But I think the criticism much too severe; for the "Memoirs of the House of Brandenburgh" are written as well as many works of that kind. His poetry, for the style of which he himself makes a frank apology, "Jargonnant un François barbare," though fraught with pernicious ravings of infidelity, has, in many places, great animation, and in some a pathetick tenderness.

Upon this contemptuous animadversion on the King of Prussia, I observed to Johnson, "It would seem then, sir, that much less parts are necessary to make a King, than to make an Authour: for the King of Prussia is confessedly the greatest King now in Europe, yet you think he makes a very poor figure as an Authour."

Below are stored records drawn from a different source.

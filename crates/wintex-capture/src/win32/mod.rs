//! Win32 / WinRT implementation of the capture boundary.

mod cursor;
mod d3d11;
mod desktop;
mod enumerate;
mod gdi;
mod wgc;

pub use d3d11::{D3D11Device, D3d11Gpu};
pub use desktop::Win32Desktop;
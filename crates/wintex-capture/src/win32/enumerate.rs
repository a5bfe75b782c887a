//! Window tree enumeration.

use tracing::trace;
use windows::Win32::Foundation::{BOOL, HWND, LPARAM, RECT};
use windows::Win32::Graphics::Dwm::{DwmGetWindowAttribute, DWMWA_CLOAKED};
use windows::Win32::UI::WindowsAndMessaging::{
    EnumWindows, GetAncestor, GetClassNameW, GetLastActivePopup, GetWindowLongPtrW,
    GetWindowLongW, GetWindowRect, GetWindowTextLengthW, GetWindowTextW,
    GetWindowThreadProcessId, IsHungAppWindow, IsIconic, IsWindow, IsWindowEnabled,
    IsWindowUnicode, IsWindowVisible, IsZoomed, GA_ROOTOWNER, GWLP_HWNDPARENT, GWL_EXSTYLE,
    WS_EX_TOOLWINDOW,
};

use crate::desktop::{Rect, WindowHandle, WindowSnapshot, WindowStyle};
use crate::error::CaptureError;
use crate::CaptureResult;

/// Walk all top-level windows, topmost first.
///
/// Owned popups arrive through the same walk; the owner handle is recorded
/// so the registry can link them. Titles are deliberately not queried here.
pub fn snapshot_windows() -> CaptureResult<Vec<WindowSnapshot>> {
    let mut windows: Vec<WindowSnapshot> = Vec::new();

    unsafe {
        EnumWindows(
            Some(enum_window_callback),
            LPARAM(&mut windows as *mut Vec<WindowSnapshot> as isize),
        )
        .ok()
        .map_err(|e| CaptureError::Enumeration(format!("EnumWindows failed: {e}")))?;
    }

    trace!(count = windows.len(), "window scan complete");
    Ok(windows)
}

unsafe extern "system" fn enum_window_callback(hwnd: HWND, lparam: LPARAM) -> BOOL {
    let windows = &mut *(lparam.0 as *mut Vec<WindowSnapshot>);

    // Windows hidden from the desktop drop out of the registry entirely;
    // minimized windows stay visible and are kept.
    if !IsWindowVisible(hwnd).as_bool() {
        return BOOL::from(true);
    }

    let mut rect = RECT::default();
    if GetWindowRect(hwnd, &mut rect).is_err() {
        // Handle invalidated mid-scan; skip this window for the pass.
        return BOOL::from(true);
    }

    let width = rect.right - rect.left;
    let height = rect.bottom - rect.top;
    if width <= 0 || height <= 0 {
        return BOOL::from(true);
    }

    let mut process_id: u32 = 0;
    let thread_id = GetWindowThreadProcessId(hwnd, Some(&mut process_id));

    let class_name = query_class_name(hwnd);
    let cloaked = is_cloaked(hwnd);
    let application_frame = class_name == "ApplicationFrameWindow";
    let uwp = application_frame || class_name == "Windows.UI.Core.CoreWindow";
    let desktop = class_name == "Progman" || class_name == "WorkerW";

    let style = WindowStyle {
        visible: true,
        enabled: IsWindowEnabled(hwnd).as_bool(),
        iconic: IsIconic(hwnd).as_bool(),
        zoomed: IsZoomed(hwnd).as_bool(),
        unicode: IsWindowUnicode(hwnd).as_bool(),
        hung: IsHungAppWindow(hwnd).as_bool(),
        desktop,
        alt_tab: is_alt_tab_window(hwnd, cloaked),
        application_frame,
        uwp,
        background: cloaked,
    };

    let owner = GetWindowLongPtrW(hwnd, GWLP_HWNDPARENT);

    windows.push(WindowSnapshot {
        handle: WindowHandle(hwnd.0 as isize),
        owner: (owner != 0).then_some(WindowHandle(owner)),
        rect: Rect::new(rect.left, rect.top, width, height),
        style,
        class_name,
        process_id,
        thread_id,
    });

    BOOL::from(true)
}

fn query_class_name(hwnd: HWND) -> String {
    let mut buffer = [0u16; 256];
    let len = unsafe { GetClassNameW(hwnd, &mut buffer) };
    if len <= 0 {
        return String::new();
    }
    String::from_utf16_lossy(&buffer[..len as usize])
}

fn is_cloaked(hwnd: HWND) -> bool {
    let mut cloaked: u32 = 0;
    let hr = unsafe {
        DwmGetWindowAttribute(
            hwnd,
            DWMWA_CLOAKED,
            &mut cloaked as *mut u32 as *mut _,
            std::mem::size_of::<u32>() as u32,
        )
    };
    hr.is_ok() && cloaked != 0
}

/// The classic alt-tab eligibility walk: the window must be its own root
/// owner's last active popup, not a tool window, and not cloaked.
fn is_alt_tab_window(hwnd: HWND, cloaked: bool) -> bool {
    if cloaked {
        return false;
    }

    let ex_style = unsafe { GetWindowLongW(hwnd, GWL_EXSTYLE) } as u32;
    if ex_style & WS_EX_TOOLWINDOW.0 != 0 {
        return false;
    }

    unsafe {
        let root_owner = GetAncestor(hwnd, GA_ROOTOWNER);
        GetLastActivePopup(root_owner) == hwnd
    }
}

/// Fetch a window's title on demand.
///
/// This crosses a process boundary, which is why the registry refreshes
/// titles lazily rather than on every scan.
pub fn query_window_title(hwnd: HWND) -> Option<String> {
    unsafe {
        let length = GetWindowTextLengthW(hwnd);
        if length <= 0 {
            // Zero length is both "untitled" and "no such window"; report
            // an empty title only while the window still exists.
            return IsWindow(hwnd).as_bool().then(String::new);
        }

        let mut buffer: Vec<u16> = vec![0; (length + 1) as usize];
        let copied = GetWindowTextW(hwnd, &mut buffer);
        if copied <= 0 {
            return None;
        }
        Some(String::from_utf16_lossy(&buffer[..copied as usize]))
    }
}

Mr. Levet this day shewed me Dr. Johnson's library, which was contained in two garrets over his chambers, where Lintot, son of the celebrated bookseller of that name, had formerly his warehouse. I found a number of good books, but very dusty and in great confusion. The floor was strewed with manuscript leaves, in Johnson's own hand-writing, which I beheld with a degree of veneration, supposing they perhaps might contain portions of the Rambler, or of Rasselas. I observed an apparatus for chymical experiments, of which Johnson was all his life very fond. The place seemed to be very favourable for retirement and meditation. Johnson told me, that he went up thither without mentioning it to his servant when he wanted to study, secure from interruption; for he would not allow his servant to say he was not at home when he really was. "A servant's strict regard for truth (said he) must be weakened by such a practice. A philosopher may know that it is merely a form of denial; but few servants are such nice distinguishers. If I accustom a servant to tell a lie for me, have I not reason to apprehend that he will tell many lies for himself?" I am, however, satisfied that every servant, of any degree of intelligence, understands saying his master is not at home, not at all as the affirmation of a fact, but as customary words, intimating that his master wishes not to be seen; so that there can be no bad effect from it.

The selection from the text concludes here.